- **DATASET**:
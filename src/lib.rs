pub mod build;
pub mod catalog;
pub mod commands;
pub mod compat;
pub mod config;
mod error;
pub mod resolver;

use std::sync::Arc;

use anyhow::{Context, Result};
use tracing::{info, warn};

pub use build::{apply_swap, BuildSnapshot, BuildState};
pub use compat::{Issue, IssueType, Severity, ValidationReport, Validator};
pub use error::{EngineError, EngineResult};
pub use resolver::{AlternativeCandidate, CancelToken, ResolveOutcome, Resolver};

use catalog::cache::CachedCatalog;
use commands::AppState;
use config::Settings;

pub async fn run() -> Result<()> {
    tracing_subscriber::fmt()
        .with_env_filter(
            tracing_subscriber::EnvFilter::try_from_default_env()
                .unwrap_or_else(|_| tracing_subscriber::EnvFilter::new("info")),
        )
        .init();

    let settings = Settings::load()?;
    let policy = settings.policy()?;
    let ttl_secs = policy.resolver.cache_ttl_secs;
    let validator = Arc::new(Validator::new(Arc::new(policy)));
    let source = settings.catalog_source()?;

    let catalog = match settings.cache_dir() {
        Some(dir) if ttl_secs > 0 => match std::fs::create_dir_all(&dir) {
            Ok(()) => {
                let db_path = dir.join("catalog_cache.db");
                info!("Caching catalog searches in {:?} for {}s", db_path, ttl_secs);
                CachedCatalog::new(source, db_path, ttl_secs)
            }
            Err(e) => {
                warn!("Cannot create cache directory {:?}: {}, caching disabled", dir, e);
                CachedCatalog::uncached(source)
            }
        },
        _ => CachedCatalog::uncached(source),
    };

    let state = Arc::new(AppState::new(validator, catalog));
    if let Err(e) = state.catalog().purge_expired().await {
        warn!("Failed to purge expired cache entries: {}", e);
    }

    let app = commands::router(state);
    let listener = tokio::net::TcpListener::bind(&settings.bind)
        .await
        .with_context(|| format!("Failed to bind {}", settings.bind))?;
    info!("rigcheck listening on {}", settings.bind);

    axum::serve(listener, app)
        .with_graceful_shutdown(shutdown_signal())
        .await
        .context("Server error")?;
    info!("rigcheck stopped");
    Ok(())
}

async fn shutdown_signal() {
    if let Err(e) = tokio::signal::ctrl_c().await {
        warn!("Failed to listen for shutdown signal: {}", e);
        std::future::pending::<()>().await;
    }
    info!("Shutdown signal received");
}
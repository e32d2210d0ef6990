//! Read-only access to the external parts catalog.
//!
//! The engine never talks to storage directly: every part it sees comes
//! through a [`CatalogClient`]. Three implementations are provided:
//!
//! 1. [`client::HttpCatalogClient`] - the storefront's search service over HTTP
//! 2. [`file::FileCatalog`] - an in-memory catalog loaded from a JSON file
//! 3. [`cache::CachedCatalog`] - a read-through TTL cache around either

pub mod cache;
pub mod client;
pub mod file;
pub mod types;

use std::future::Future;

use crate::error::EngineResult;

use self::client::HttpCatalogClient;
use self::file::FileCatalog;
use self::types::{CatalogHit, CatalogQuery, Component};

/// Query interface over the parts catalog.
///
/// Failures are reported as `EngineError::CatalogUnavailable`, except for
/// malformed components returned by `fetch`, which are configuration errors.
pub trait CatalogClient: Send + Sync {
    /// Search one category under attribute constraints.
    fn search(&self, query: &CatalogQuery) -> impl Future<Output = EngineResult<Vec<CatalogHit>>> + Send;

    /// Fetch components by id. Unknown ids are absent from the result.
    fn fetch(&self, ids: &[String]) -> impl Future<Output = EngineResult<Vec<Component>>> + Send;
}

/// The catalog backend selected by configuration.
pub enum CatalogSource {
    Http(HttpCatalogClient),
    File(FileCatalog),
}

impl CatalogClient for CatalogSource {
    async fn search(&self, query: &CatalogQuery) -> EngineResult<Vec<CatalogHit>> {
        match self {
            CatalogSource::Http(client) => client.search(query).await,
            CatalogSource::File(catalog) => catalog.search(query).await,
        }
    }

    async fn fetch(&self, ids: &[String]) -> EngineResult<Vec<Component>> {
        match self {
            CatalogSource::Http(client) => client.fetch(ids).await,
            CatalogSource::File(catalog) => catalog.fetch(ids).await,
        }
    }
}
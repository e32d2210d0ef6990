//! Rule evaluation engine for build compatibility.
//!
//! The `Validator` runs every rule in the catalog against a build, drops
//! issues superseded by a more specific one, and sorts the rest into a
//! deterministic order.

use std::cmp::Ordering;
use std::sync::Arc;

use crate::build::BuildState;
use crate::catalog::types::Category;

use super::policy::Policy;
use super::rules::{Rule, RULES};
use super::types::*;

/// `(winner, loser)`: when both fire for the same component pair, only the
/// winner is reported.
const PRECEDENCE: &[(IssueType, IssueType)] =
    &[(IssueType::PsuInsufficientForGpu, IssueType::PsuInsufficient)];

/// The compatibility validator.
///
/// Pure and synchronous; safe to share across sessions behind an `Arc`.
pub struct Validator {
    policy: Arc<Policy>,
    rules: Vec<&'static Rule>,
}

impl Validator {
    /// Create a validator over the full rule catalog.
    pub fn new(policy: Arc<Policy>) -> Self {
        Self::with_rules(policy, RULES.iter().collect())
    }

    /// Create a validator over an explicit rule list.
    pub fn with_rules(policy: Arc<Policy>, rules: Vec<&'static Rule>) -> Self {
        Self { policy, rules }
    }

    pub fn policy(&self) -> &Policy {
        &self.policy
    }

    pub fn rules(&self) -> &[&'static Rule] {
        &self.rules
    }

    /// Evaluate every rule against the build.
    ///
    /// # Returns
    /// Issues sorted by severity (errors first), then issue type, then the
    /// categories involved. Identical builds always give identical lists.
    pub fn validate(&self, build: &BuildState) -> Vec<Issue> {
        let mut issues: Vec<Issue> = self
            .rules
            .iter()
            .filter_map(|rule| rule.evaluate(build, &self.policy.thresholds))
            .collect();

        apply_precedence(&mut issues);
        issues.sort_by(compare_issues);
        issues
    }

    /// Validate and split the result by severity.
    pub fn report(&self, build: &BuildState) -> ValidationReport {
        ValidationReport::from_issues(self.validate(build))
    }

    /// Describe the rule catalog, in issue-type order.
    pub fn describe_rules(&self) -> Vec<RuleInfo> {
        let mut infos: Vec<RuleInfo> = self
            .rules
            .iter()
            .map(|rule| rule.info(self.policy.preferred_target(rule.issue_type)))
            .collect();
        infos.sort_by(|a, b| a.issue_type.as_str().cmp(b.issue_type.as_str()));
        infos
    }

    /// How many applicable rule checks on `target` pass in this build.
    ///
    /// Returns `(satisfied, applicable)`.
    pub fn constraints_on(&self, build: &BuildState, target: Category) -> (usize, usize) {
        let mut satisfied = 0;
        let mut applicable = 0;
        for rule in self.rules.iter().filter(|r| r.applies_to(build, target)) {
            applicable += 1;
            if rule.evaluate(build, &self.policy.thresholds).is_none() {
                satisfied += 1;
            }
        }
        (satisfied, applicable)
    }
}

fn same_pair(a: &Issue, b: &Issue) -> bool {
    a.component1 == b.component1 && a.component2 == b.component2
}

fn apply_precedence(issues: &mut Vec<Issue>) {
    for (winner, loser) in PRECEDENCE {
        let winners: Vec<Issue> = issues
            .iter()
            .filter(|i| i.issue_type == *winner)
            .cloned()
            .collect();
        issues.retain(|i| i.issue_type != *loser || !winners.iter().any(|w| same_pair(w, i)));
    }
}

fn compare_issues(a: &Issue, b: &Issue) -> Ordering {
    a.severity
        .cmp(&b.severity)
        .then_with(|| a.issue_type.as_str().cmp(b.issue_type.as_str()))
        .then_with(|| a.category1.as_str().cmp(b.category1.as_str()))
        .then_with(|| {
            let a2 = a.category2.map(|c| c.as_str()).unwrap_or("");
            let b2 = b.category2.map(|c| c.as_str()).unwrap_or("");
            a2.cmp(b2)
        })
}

---

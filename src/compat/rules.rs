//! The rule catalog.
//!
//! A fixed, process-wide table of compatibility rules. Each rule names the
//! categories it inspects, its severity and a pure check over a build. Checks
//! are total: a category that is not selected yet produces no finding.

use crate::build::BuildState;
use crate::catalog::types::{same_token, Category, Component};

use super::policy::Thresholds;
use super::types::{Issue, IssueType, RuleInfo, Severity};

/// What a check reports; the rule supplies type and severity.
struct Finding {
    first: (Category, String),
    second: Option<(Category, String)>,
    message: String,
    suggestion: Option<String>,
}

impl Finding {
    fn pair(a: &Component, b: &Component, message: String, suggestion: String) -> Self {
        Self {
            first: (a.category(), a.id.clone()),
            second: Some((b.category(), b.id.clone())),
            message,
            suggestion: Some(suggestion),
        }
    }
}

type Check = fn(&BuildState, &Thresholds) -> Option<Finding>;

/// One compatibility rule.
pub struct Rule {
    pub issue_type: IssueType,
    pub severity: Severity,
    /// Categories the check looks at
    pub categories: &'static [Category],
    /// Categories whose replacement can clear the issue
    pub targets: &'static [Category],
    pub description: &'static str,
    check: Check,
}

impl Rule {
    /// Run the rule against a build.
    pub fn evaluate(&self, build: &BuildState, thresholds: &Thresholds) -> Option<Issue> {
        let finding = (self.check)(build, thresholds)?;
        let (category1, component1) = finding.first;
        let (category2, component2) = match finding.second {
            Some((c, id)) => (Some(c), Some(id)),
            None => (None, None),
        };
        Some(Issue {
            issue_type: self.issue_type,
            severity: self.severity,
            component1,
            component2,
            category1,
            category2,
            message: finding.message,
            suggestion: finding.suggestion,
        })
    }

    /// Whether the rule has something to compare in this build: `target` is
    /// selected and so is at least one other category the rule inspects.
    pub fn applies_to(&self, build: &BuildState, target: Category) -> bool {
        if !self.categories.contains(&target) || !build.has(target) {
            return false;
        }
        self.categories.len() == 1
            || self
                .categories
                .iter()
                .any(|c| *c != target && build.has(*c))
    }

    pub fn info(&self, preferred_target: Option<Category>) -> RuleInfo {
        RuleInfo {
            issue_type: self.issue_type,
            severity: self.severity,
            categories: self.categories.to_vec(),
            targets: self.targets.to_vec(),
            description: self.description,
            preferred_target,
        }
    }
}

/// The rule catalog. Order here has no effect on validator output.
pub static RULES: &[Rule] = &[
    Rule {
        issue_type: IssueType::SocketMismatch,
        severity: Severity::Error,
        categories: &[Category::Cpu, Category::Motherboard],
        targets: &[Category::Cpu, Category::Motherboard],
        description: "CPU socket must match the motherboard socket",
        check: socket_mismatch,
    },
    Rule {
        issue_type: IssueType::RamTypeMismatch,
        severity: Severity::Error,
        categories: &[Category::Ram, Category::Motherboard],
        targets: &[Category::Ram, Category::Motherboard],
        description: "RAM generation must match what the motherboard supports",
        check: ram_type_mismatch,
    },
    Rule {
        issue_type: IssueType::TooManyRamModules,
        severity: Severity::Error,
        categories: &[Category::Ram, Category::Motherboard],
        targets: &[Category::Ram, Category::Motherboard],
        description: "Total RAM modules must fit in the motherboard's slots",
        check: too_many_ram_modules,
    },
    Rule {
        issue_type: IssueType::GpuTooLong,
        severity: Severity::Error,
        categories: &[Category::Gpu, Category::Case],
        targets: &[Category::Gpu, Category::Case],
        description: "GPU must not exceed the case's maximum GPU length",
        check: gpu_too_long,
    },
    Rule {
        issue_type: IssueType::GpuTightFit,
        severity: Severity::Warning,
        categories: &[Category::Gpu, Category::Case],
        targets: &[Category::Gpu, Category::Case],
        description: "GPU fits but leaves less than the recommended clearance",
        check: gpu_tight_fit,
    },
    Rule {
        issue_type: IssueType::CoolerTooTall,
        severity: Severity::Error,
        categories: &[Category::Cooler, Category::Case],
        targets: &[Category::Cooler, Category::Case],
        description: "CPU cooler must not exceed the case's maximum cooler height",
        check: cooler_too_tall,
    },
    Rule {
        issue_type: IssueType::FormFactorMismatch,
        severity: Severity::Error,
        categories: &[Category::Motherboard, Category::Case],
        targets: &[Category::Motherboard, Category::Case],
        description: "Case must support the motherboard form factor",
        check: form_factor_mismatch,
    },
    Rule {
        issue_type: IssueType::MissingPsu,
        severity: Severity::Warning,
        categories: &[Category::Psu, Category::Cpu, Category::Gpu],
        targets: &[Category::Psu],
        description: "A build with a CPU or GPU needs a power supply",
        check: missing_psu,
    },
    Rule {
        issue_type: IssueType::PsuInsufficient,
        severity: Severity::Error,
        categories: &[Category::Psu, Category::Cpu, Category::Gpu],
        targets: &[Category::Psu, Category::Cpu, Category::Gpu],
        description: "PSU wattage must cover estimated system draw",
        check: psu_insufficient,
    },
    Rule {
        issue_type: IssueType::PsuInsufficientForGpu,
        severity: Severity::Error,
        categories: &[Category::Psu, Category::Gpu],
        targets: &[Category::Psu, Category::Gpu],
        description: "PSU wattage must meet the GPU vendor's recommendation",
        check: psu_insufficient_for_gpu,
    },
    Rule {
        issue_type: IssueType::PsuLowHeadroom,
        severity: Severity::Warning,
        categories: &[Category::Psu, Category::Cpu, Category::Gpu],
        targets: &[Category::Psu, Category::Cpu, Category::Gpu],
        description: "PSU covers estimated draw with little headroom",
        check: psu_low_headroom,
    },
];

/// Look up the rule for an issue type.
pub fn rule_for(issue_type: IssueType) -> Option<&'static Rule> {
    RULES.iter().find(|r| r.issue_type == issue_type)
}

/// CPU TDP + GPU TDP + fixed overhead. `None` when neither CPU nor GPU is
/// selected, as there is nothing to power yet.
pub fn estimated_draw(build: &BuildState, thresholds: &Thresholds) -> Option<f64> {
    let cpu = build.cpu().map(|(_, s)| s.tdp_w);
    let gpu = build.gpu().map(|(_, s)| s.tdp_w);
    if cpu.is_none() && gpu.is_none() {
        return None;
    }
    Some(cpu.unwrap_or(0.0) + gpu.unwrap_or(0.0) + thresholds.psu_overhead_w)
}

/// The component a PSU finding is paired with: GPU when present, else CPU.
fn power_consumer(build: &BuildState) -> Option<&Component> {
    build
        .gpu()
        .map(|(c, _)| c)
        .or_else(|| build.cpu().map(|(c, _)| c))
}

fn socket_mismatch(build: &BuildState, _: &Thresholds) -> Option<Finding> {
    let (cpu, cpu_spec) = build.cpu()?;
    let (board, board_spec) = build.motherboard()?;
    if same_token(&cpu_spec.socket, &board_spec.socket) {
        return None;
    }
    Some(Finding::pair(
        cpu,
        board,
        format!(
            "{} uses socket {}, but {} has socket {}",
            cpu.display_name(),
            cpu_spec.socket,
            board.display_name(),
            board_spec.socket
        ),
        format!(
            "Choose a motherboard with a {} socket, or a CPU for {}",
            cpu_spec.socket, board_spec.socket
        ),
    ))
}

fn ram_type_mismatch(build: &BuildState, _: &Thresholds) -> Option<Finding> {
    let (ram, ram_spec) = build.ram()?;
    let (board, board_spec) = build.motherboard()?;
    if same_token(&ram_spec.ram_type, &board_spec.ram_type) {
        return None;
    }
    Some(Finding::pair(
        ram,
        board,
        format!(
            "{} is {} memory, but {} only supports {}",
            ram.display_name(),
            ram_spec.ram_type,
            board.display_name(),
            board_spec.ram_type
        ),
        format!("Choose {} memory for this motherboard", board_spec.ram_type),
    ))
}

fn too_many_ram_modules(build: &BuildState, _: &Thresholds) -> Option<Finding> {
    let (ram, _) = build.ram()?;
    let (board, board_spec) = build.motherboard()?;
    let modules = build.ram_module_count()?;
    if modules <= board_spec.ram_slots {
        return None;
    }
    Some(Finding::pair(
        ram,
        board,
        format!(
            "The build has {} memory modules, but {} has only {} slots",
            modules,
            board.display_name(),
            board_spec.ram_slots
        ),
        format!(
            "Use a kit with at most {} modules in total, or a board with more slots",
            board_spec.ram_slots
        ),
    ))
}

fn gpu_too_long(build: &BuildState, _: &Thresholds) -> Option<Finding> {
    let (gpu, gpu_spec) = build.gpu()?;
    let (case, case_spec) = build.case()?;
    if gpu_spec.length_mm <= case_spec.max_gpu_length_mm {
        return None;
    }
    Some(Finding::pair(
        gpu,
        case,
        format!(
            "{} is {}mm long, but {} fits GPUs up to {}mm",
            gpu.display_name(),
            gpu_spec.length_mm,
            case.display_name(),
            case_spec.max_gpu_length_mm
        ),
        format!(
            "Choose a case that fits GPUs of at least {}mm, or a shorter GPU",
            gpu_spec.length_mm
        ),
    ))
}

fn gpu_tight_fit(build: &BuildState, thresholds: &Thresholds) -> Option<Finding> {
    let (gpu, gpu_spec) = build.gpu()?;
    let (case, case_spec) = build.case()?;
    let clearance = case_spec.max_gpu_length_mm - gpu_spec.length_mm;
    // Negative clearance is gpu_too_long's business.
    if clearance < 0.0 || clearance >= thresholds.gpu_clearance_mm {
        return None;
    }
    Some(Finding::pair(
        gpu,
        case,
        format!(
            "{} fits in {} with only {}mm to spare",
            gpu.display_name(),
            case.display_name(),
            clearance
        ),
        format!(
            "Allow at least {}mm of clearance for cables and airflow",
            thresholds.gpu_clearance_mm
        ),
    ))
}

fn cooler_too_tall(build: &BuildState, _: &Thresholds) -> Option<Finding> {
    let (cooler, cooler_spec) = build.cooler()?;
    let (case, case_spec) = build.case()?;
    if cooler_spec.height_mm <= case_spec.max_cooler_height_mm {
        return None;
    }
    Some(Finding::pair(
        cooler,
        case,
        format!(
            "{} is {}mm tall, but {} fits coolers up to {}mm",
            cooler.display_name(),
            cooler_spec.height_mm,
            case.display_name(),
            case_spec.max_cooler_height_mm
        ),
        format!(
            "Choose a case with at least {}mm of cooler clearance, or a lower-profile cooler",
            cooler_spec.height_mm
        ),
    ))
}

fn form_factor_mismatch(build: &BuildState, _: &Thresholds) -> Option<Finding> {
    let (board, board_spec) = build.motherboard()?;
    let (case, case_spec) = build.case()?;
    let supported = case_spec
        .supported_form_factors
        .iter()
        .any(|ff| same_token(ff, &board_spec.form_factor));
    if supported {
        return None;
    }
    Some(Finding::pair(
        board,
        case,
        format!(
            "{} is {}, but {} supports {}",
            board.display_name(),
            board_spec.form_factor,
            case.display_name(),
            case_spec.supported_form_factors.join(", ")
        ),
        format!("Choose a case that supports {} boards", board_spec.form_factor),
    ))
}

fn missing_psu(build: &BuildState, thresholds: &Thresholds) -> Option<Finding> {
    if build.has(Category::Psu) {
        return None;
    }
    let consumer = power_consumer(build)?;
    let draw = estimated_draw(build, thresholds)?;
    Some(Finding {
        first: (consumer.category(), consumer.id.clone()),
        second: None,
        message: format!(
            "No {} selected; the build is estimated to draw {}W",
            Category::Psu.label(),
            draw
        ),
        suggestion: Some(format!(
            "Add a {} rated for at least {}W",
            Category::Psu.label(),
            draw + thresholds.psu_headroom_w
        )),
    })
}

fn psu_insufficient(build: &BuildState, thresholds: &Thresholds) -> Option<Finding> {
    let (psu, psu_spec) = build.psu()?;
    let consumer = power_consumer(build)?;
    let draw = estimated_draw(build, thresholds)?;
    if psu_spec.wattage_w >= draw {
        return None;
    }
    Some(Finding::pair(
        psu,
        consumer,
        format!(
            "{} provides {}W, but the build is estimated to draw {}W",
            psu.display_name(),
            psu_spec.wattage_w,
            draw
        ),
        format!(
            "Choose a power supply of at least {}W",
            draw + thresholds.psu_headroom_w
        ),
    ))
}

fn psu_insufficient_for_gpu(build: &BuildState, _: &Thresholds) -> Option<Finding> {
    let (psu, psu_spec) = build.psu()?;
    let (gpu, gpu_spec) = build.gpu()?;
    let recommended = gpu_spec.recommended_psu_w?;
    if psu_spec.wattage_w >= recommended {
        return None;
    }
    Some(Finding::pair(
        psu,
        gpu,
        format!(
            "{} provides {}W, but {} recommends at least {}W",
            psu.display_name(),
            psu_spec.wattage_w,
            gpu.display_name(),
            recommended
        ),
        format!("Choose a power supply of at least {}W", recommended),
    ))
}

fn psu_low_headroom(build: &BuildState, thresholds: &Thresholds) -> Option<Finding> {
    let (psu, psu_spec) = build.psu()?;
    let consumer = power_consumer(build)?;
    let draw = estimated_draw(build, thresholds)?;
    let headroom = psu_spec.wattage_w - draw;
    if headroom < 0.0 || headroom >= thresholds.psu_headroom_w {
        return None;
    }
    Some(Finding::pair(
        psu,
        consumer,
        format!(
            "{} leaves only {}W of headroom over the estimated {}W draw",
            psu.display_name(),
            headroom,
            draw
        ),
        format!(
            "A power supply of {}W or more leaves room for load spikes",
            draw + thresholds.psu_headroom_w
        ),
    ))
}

- **EXERCISE DIRECTIONS**:
Pull every line with the string "least" from the data above.

- **OUTPUT FOR THIS TASK**:
    /// selected and so is at least one other category the rule inspects.
            "Choose a case that fits GPUs of at least {}mm, or a shorter GPU",
            "Allow at least {}mm of clearance for cables and airflow",
            "Choose a case with at least {}mm of cooler clearance, or a lower-profile cooler",
            "Add a {} rated for at least {}W",
            "Choose a power supply of at least {}W",
            "{} provides {}W, but {} recommends at least {}W",
        format!("Choose a power supply of at least {}W", recommended),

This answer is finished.